Saw it last night. It was...pretty good. I didn't DISlike it, but it didn't bowl me over the way, say, Beauty and the Beast did thirty years ago from its very first song. I think part of what hampered it was that they were too busy trying to shoehorn in all sorts of Easter eggs to past movies (and set up the "origin story" to some aspects of said movies) that they neglected to develop aspects that might have made it a better movie. (I think its biggest drawback was that it seemed to get more rushed as the movie went on...jumping rather quickly from development to development.)
I've been reading about some early concepts that didn't make the final cut--I don't know whether this was because of executive meddling or not. For example, both King Magnifico AND Queen Amaya were supposed to be villains originally...an evil power couple. I'm not sure I would have gone that route, but there was something that was supposed to be even more intriguing...the Star was supposed to be a humanoid shapeshifter who'd have taken the form of a dashing young teenage boy, a love interest for Asha. Sort of like Neil Gaiman's Stardust, only gender-flipped. I think that might have worked better. I'm reasonably certain that this change was due to executive meddling...that the suits thought the little non-human star would be more marketable.

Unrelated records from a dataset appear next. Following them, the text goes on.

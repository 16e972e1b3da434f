//! Wizard state machine — a linear sequence of steps ending in one submission.
//!
//! `Step(1) ⇄ … ⇄ Step(total) → Submitted`. The machine is generic; the
//! schema it was created with decides how many steps there are and which
//! fields exist.

use std::collections::BTreeMap;

use chrono::Utc;
use serde::Serialize;
use uuid::Uuid;

use super::model::{FieldValue, OnboardingPayload, WizardVariant};
use super::schema::{StepDefinition, WizardSchema};
use crate::error::{SubmissionError, WizardError};

/// Where the wizard currently is.
#[derive(Debug, Clone, Copy, PartialEq, Eq, Serialize)]
#[serde(rename_all = "snake_case")]
pub enum WizardPhase {
    /// A 1-based step.
    Step(usize),
    /// Terminal: the payload was accepted.
    Submitted,
}

impl WizardPhase {
    pub fn is_terminal(&self) -> bool {
        matches!(self, Self::Submitted)
    }
}

impl std::fmt::Display for WizardPhase {
    fn fmt(&self, f: &mut std::fmt::Formatter<'_>) -> std::fmt::Result {
        match self {
            Self::Step(n) => write!(f, "step {n}"),
            Self::Submitted => write!(f, "submitted"),
        }
    }
}

/// Result of `back`.
#[derive(Debug, Clone, Copy, PartialEq, Eq, Serialize)]
#[serde(rename_all = "snake_case")]
pub enum BackOutcome {
    /// Moved to this step.
    Step(usize),
    /// Already on the first step; the caller leaves the wizard.
    ExitToSelector,
}

/// Result of starting a submission.
#[derive(Debug, Clone, PartialEq, Eq)]
pub enum SubmitStart {
    /// A submission is already in flight; nothing was done.
    InFlight,
    /// Submission started with this snapshot.
    Started(OnboardingPayload),
}

/// One run of a wizard.
#[derive(Debug, Clone, Serialize)]
pub struct WizardState {
    /// Identifies this run, so a late completion can't land on a restarted wizard.
    pub run_id: Uuid,
    pub variant: WizardVariant,
    pub phase: WizardPhase,
    pub total_steps: usize,
    pub fields: BTreeMap<String, FieldValue>,
    pub is_submitting: bool,
    #[serde(skip)]
    schema: &'static WizardSchema,
}

impl WizardState {
    /// Start a wizard on step 1.
    pub fn new(schema: &'static WizardSchema) -> Self {
        Self {
            run_id: Uuid::new_v4(),
            variant: schema.variant,
            phase: WizardPhase::Step(1),
            total_steps: schema.total_steps().max(1),
            fields: BTreeMap::new(),
            is_submitting: false,
            schema,
        }
    }

    /// Current step number, or `None` once submitted.
    pub fn step(&self) -> Option<usize> {
        match self.phase {
            WizardPhase::Step(n) => Some(n),
            WizardPhase::Submitted => None,
        }
    }

    /// Definition of the screen currently shown.
    pub fn current_step(&self) -> Option<&'static StepDefinition> {
        self.step().and_then(|n| self.schema.step(n))
    }

    fn require_step(&self) -> Result<usize, WizardError> {
        self.step().ok_or(WizardError::AlreadySubmitted)
    }

    /// Like `require_step`, but also refuses while a submission is in flight
    /// so the snapshot handed off stays the wizard's own state.
    fn require_editable_step(&self) -> Result<usize, WizardError> {
        let step = self.require_step()?;
        if self.is_submitting {
            return Err(WizardError::SubmissionInFlight);
        }
        Ok(step)
    }

    /// Advance one step. Saturates on the last step; submission is a separate action.
    pub fn next(&mut self) -> Result<usize, WizardError> {
        let step = self.require_editable_step()?;
        let next = (step + 1).min(self.total_steps);
        self.phase = WizardPhase::Step(next);
        Ok(next)
    }

    /// Go back one step, or report that the caller should leave the wizard.
    pub fn back(&mut self) -> Result<BackOutcome, WizardError> {
        let step = self.require_editable_step()?;
        if step <= 1 {
            return Ok(BackOutcome::ExitToSelector);
        }
        self.phase = WizardPhase::Step(step - 1);
        Ok(BackOutcome::Step(step - 1))
    }

    /// Set a field. Works on any step; only the shape is checked here.
    pub fn update_field(&mut self, name: &str, value: FieldValue) -> Result<(), WizardError> {
        self.require_editable_step()?;
        let descriptor = self
            .schema
            .field(name)
            .ok_or_else(|| WizardError::UnknownField {
                variant: self.variant.to_string(),
                name: name.to_string(),
            })?;
        if !descriptor.kind.accepts(&value) {
            return Err(WizardError::WrongFieldType {
                name: name.to_string(),
                expected: descriptor.kind.expected_shape().to_string(),
                found: value.shape().to_string(),
            });
        }
        self.fields.insert(name.to_string(), value);
        Ok(())
    }

    /// Begin submission: final step only, validated, and not re-entrant.
    pub fn begin_submit(&mut self) -> Result<SubmitStart, WizardError> {
        let step = self.require_step()?;
        if step != self.total_steps {
            return Err(WizardError::NotAtFinalStep {
                step,
                total: self.total_steps,
            });
        }
        if self.is_submitting {
            return Ok(SubmitStart::InFlight);
        }
        self.schema
            .validate(&self.fields)
            .map_err(WizardError::Validation)?;

        self.is_submitting = true;
        Ok(SubmitStart::Started(OnboardingPayload {
            variant: self.variant,
            fields: self.fields.clone(),
            submitted_at: Utc::now(),
        }))
    }

    /// Record the collaborator's answer. Failure leaves the wizard on the final step.
    pub fn finish_submit(&mut self, result: &Result<(), SubmissionError>) {
        self.is_submitting = false;
        if result.is_ok() {
            self.phase = WizardPhase::Submitted;
        }
    }
}
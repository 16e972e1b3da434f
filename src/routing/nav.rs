//! Sidebar navigation built from the active namespace.

use serde::Serialize;

use super::layout::LayoutVariant;
use super::paths::{PROFESSIONAL_CLIENTS, link_to, resolve_base_path};
use super::resolver::NavigationContext;
use super::table::{CLIENT_PAGES, PROFESSIONAL_PAGES, PageLink, View};
use crate::session::AccountRole;

/// One sidebar entry.
#[derive(Debug, Clone, PartialEq, Eq, Serialize)]
pub struct NavItem {
    pub label: String,
    pub href: String,
    #[serde(skip_serializing_if = "Option::is_none")]
    pub view: Option<View>,
    pub active: bool,
}

fn page_items(pages: &[PageLink], base: &str, current: View) -> Vec<NavItem> {
    pages
        .iter()
        .map(|page| NavItem {
            label: page.label.to_string(),
            href: link_to(base, page.slug),
            view: Some(page.view),
            active: page.view == current,
        })
        .collect()
}

/// Sidebar entries for a rendered page.
///
/// Client-sidebar links are prefixed through [`resolve_base_path`], so the
/// same sidebar serves both `/client/...` and `/professional/{id}/...`.
pub fn sidebar(
    layout: LayoutVariant,
    current: View,
    context: &NavigationContext,
) -> Vec<NavItem> {
    match layout {
        LayoutVariant::ClientSidebar => {
            let impersonated = context.impersonated_client_id();
            let role = if impersonated.is_some() {
                AccountRole::Professional
            } else {
                AccountRole::Business
            };
            let base = resolve_base_path(role, impersonated);

            let mut items = page_items(CLIENT_PAGES, &base, current);

            if impersonated.is_some() {
                items.push(NavItem {
                    label: "Back to clients".to_string(),
                    href: PROFESSIONAL_CLIENTS.to_string(),
                    view: Some(View::ProfessionalClients),
                    active: false,
                });
            }
            items
        }
        LayoutVariant::ProfessionalSidebar => {
            let base = resolve_base_path(AccountRole::Professional, None);
            page_items(PROFESSIONAL_PAGES, &base, current)
        }
        LayoutVariant::Public | LayoutVariant::Onboarding | LayoutVariant::Bare => Vec::new(),
    }
}
//! Toast notifications — dismissable messages surfaced to the dashboard.

pub mod center;
pub mod model;
pub mod routes;

pub use center::NotificationCenter;
pub use model::{Notification, NotificationEvent, NotificationLevel};
pub use routes::notification_routes;
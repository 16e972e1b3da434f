//! Route resolution — concrete path + session → page, layout and guard outcome.
//!
//! Evaluation order: legacy redirects, structural match, impersonation,
//! role guard, onboarding gate. Guard failures and unmatched paths are
//! ordinary outcomes, never errors.

use std::collections::BTreeMap;

use serde::Serialize;
use tracing::debug;

use super::layout::{LayoutVariant, layout_for};
use super::matcher::{best_match, normalize_path};
use super::paths::{legacy_redirect, onboarding_path, sign_in_path};
use super::table::{Audience, CLIENT_ID_PARAM, ROUTES, RouteEntry, View};
use crate::session::{AccountRole, Session};

/// Per-resolution navigation state, derived from the path.
#[derive(Debug, Clone, Default, PartialEq, Eq, Serialize)]
pub struct NavigationContext {
    pub current_path: String,
    pub route_params: BTreeMap<String, String>,
    pub is_impersonating: bool,
}

impl NavigationContext {
    /// The client being viewed, when impersonating.
    pub fn impersonated_client_id(&self) -> Option<&str> {
        if !self.is_impersonating {
            return None;
        }
        self.route_params.get(CLIENT_ID_PARAM).map(String::as_str)
    }
}

/// Why a guarded route refused the session.
#[derive(Debug, Clone, Copy, PartialEq, Eq, Serialize)]
#[serde(rename_all = "snake_case")]
pub enum GuardFailure {
    Unauthenticated { required: AccountRole },
    WrongRole {
        required: AccountRole,
        actual: AccountRole,
    },
}

/// How the client should apply a redirect to its history.
#[derive(Debug, Clone, Copy, PartialEq, Eq, Serialize)]
#[serde(rename_all = "snake_case")]
pub enum RedirectKind {
    /// Replace the current history entry.
    Replace,
    /// Push a new history entry.
    Push,
}

#[derive(Debug, Clone, Copy, PartialEq, Eq, Serialize)]
#[serde(rename_all = "snake_case")]
pub enum RedirectReason {
    Legacy,
    Guard(GuardFailure),
    OnboardingRequired,
}

#[derive(Debug, Clone, PartialEq, Eq, Serialize)]
pub struct Redirect {
    pub to: String,
    pub kind: RedirectKind,
    pub reason: RedirectReason,
}

/// A page that renders.
#[derive(Debug, Clone, PartialEq, Eq, Serialize)]
pub struct RenderedRoute {
    pub view: View,
    pub layout: LayoutVariant,
    /// Role the route's guard demanded, `None` for public routes.
    pub guard: Option<AccountRole>,
    pub context: NavigationContext,
}

/// Outcome of resolving a path.
#[derive(Debug, Clone, PartialEq, Eq, Serialize)]
#[serde(tag = "outcome", rename_all = "snake_case")]
pub enum Resolution {
    Render(RenderedRoute),
    Redirect(Redirect),
    NotFound(NavigationContext),
}

impl Resolution {
    /// The view that renders, including the not-found view.
    pub fn view(&self) -> Option<View> {
        match self {
            Self::Render(route) => Some(route.view),
            Self::NotFound(_) => Some(View::NotFound),
            Self::Redirect(_) => None,
        }
    }

    pub fn redirect(&self) -> Option<&Redirect> {
        match self {
            Self::Redirect(redirect) => Some(redirect),
            _ => None,
        }
    }
}

/// Resolve a path against the application's route table.
pub fn resolve(path: &str, session: &Session) -> Resolution {
    resolve_with(ROUTES, path, session)
}

/// Resolve a path against an arbitrary table.
pub fn resolve_with(table: &[RouteEntry], raw_path: &str, session: &Session) -> Resolution {
    let path = normalize_path(raw_path);

    if let Some(target) = legacy_redirect(&path) {
        debug!(from = %path, to = target, "Legacy path redirect");
        return Resolution::Redirect(Redirect {
            to: target.to_string(),
            kind: RedirectKind::Replace,
            reason: RedirectReason::Legacy,
        });
    }

    let Some(matched) = best_match(table, &path) else {
        debug!(path = %path, "No route matched");
        return Resolution::NotFound(NavigationContext {
            current_path: path,
            ..Default::default()
        });
    };
    let entry = &table[matched.index];

    let is_impersonating = entry.audience == Audience::Professional
        && entry.view.is_client_page()
        && matched
            .params
            .get(CLIENT_ID_PARAM)
            .is_some_and(|id| !id.is_empty());

    let context = NavigationContext {
        current_path: path,
        route_params: matched.params,
        is_impersonating,
    };

    let guard = if entry.guarded {
        entry.audience.required_role()
    } else {
        None
    };

    if let Some(required) = guard {
        if let Err(failure) = check_guard(required, session) {
            debug!(path = %context.current_path, ?failure, "Guard refused session");
            return Resolution::Redirect(Redirect {
                to: sign_in_path(Some(required)).to_string(),
                kind: RedirectKind::Push,
                reason: RedirectReason::Guard(failure),
            });
        }
        let gate = onboarding_path(required)
            .filter(|_| !session.onboarding_complete && !entry.view.is_onboarding());
        if let Some(entry_point) = gate {
            debug!(path = %context.current_path, "Onboarding not complete");
            return Resolution::Redirect(Redirect {
                to: entry_point.to_string(),
                kind: RedirectKind::Push,
                reason: RedirectReason::OnboardingRequired,
            });
        }
    }

    Resolution::Render(RenderedRoute {
        view: entry.view,
        layout: layout_for(entry.view, entry.audience),
        guard,
        context,
    })
}

/// Check that the session is signed in with the required role.
pub fn check_guard(required: AccountRole, session: &Session) -> Result<(), GuardFailure> {
    if session.has_role(required) {
        return Ok(());
    }
    match session.role {
        Some(actual) if session.is_authenticated() => {
            Err(GuardFailure::WrongRole { required, actual })
        }
        _ => Err(GuardFailure::Unauthenticated { required }),
    }
}

#[cfg(test)]
mod tests {
    use super::*;
    use crate::routing::paths::LEGACY_REDIRECTS;
    use crate::routing::table::CLIENT_PAGES;
    use crate::session::Identity;

    fn session(role: AccountRole) -> Session {
        Session::signed_in(Identity::from_email("someone@example.com"), role, true)
    }

    fn rendered(resolution: Resolution) -> RenderedRoute {
        match resolution {
            Resolution::Render(route) => route,
            other => panic!("expected render, got {other:?}"),
        }
    }

    #[test]
    fn legacy_paths_redirect_regardless_of_session() {
        let sessions = [
            Session::anonymous(),
            session(AccountRole::Business),
            session(AccountRole::Professional),
        ];
        for s in &sessions {
            for (from, to) in LEGACY_REDIRECTS {
                let redirect = resolve(from, s).redirect().cloned().unwrap();
                assert_eq!(redirect.to, *to);
                assert_eq!(redirect.kind, RedirectKind::Replace);
                assert_eq!(redirect.reason, RedirectReason::Legacy);
            }
        }
        assert_eq!(
            resolve("/dashboard", &Session::anonymous()).redirect().unwrap().to,
            "/client/home"
        );
        assert_eq!(
            resolve("/messages/", &Session::anonymous()).redirect().unwrap().to,
            "/client/messages"
        );
    }

    #[test]
    fn impersonated_pages_match_client_pages() {
        let pro = session(AccountRole::Professional);
        let business = session(AccountRole::Business);
        for page in CLIENT_PAGES {
            let own = rendered(resolve(&format!("/client/{}", page.slug), &business));
            let imp = rendered(resolve(&format!("/professional/acme-01/{}", page.slug), &pro));

            assert_eq!(own.view, imp.view);
            assert_eq!(imp.layout, LayoutVariant::ClientSidebar);
            assert_eq!(own.layout, LayoutVariant::ClientSidebar);
            assert!(imp.context.is_impersonating);
            assert!(!own.context.is_impersonating);
            assert_eq!(imp.context.impersonated_client_id(), Some("acme-01"));
            assert_eq!(imp.guard, Some(AccountRole::Professional));
            assert_eq!(own.guard, Some(AccountRole::Business));
        }
    }

    #[test]
    fn business_on_professional_route_goes_to_professional_sign_in() {
        let business = session(AccountRole::Business);
        for path in ["/professional/home", "/professional/team", "/professional/c-1/tasks"] {
            let redirect = resolve(path, &business).redirect().cloned().unwrap();
            assert_eq!(redirect.to, "/professional/auth");
            assert_eq!(
                redirect.reason,
                RedirectReason::Guard(GuardFailure::WrongRole {
                    required: AccountRole::Professional,
                    actual: AccountRole::Business,
                })
            );
        }
    }

    #[test]
    fn professional_on_client_route_goes_to_client_sign_in() {
        let redirect = resolve("/client/payments", &session(AccountRole::Professional))
            .redirect()
            .cloned()
            .unwrap();
        assert_eq!(redirect.to, "/client/auth");
        assert_eq!(redirect.kind, RedirectKind::Push);
    }

    #[test]
    fn anonymous_is_sent_to_required_role_sign_in() {
        let anon = Session::anonymous();
        assert_eq!(
            resolve("/client/home", &anon).redirect().unwrap().reason,
            RedirectReason::Guard(GuardFailure::Unauthenticated {
                required: AccountRole::Business
            })
        );
        assert_eq!(resolve("/client/home", &anon).redirect().unwrap().to, "/client/auth");
        assert_eq!(
            resolve("/professional/clients", &anon).redirect().unwrap().to,
            "/professional/auth"
        );
    }

    #[test]
    fn unmatched_path_is_not_found_without_guard() {
        let resolution = resolve("/this/does/not/exist", &Session::anonymous());
        assert_eq!(resolution.view(), Some(View::NotFound));
        match resolution {
            Resolution::NotFound(ctx) => {
                assert_eq!(ctx.current_path, "/this/does/not/exist");
                assert!(!ctx.is_impersonating);
            }
            other => panic!("expected not found, got {other:?}"),
        }
    }

    #[test]
    fn public_routes_render_for_anyone() {
        let route = rendered(resolve("/client/auth", &Session::anonymous()));
        assert_eq!(route.view, View::ClientAuth);
        assert_eq!(route.layout, LayoutVariant::Public);
        assert_eq!(route.guard, None);

        let route = rendered(resolve("/", &Session::anonymous()));
        assert_eq!(route.view, View::Landing);
    }

    #[test]
    fn professional_static_pages_beat_impersonation_params() {
        let pro = session(AccountRole::Professional);
        let route = rendered(resolve("/professional/clients", &pro));
        assert_eq!(route.view, View::ProfessionalClients);
        assert_eq!(route.layout, LayoutVariant::ProfessionalSidebar);
        assert!(!route.context.is_impersonating);
    }

    #[test]
    fn onboarding_gate_redirects_unfinished_accounts() {
        let mut business = session(AccountRole::Business);
        business.onboarding_complete = false;

        let redirect = resolve("/client/home", &business).redirect().cloned().unwrap();
        assert_eq!(redirect.to, "/client/onboarding");
        assert_eq!(redirect.reason, RedirectReason::OnboardingRequired);

        let route = rendered(resolve("/client/onboarding/new-company", &business));
        assert_eq!(route.view, View::NewCompanyWizard);
        assert_eq!(route.layout, LayoutVariant::Onboarding);

    }

    #[test]
    fn new_professionals_are_not_gated() {
        let mut pro = session(AccountRole::Professional);
        pro.onboarding_complete = false;

        for path in ["/professional/home", "/professional/clients", "/professional/c-7/home"] {
            let route = rendered(resolve(path, &pro));
            assert_eq!(route.guard, Some(AccountRole::Professional), "{path}");
        }
        let route = rendered(resolve("/professional/onboarding", &pro));
        assert_eq!(route.view, View::ProfessionalOnboarding);
    }

    #[test]
    fn guard_check_covers_role_without_user() {
        let stale = Session {
            user: None,
            role: Some(AccountRole::Professional),
            onboarding_complete: true,
        };
        assert_eq!(
            check_guard(AccountRole::Professional, &stale),
            Err(GuardFailure::Unauthenticated {
                required: AccountRole::Professional
            })
        );
    }
}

And I agree that the writing for King Magnifico was all over the place. In the beginning, they seemed to be setting up his past (losing his home and family to bandits) as a major motivating factor that would figure into the ending, but that ended up coming to nothing. He really did start of with the best of intentions, but the script didn't make as much of that as it could have. It was as though the execs were listening a little too hard to the "we want a REAL villain!" crowd. We could have had a strong villain, but one who was not beyond redemption--one motivated by fear instead of greed or vanity. Sort of an inverse of the "twist villain"...instead of someone we think is a good guy who ends up being the baddie all along, we could have someone who started out as a more traditional-seeming Disney villain but ended up repenting. (Without the idea of "once you start messing with dark magic, you're lost for good.")
So here's what I might have done. I'd DEFINITELY have kept in the humanoid male star...it could have been quite a nice romance, but one that developed naturally instead of being insta-love. (We haven't had any real Disney romances since the Frozen movies!)
And I'd have cut WAY down on the number of Asha's friends. Okay, we get it, they're supposed to correspond to the Seven Dwarfs, but it WAY overcrowded the field to the detriment of their character development. (There's that over-reliance on past Disney Easter eggs again.)
I'd have gone with a more timeless, classical/Broadway sound than the Lin Manuel Miranda-esque pop sounds of the score we got. Oh, it was okay, and I do love LMM and his style, but that style seems to be getting overdone, plus it dates the movies. I'd prefer something like what Marc Shaiman did with the Mary Poppins Returns score...very much in that classic Sherman Brothers style.
Finally, to get back to what I was saying about Magnifico...I'm not sure I would have gone with the evil couple angle, but perhaps if they'd played up his past tragedy and his desperate wish to keep anyone from suffering the same, it might have resonated in the finale more. Instead of the "he becomes the Magic Mirror" angle, perhaps he could have accidentally mortally wounded Amaya, or she could sacrifice herself to try to stop him...making him realize how far he's gone, that in trying to make himself too powerful to be hurt again he has brought everything he feared onto himself, and killed the one person he truly loved. But by this point the magic he's unleashed is beyond his control, so he pleads with Asha to help...and the ending plays out more or less as before, only the "we are all stars" magic manages to bring Amaya back to life for a classic example of the "Disney Death" trope. The movie ends with a humbled Magnifico working with his wife to reform his kingdom, and a strong hint that Star and Asha are going to become a couple.
I hope this doesn't turn Disney off making more musical fairy tales...they just need to adapt some of the lesser-known ones, and concentrate on telling a good story rather than giving us a bunch of references and calling it a story. I'd KILL for them to adapt The Wild Swans/The Six Swans (with elements from both Andersen's and Grimm's versions). Or East of the Sun, West of the Moon, which is a descendant of the Cupid and Psyche myth and sort of a second cousin to Beauty and the Beast. Both have strong, active heroines, strong villains, the potential for great visuals, and involve romance.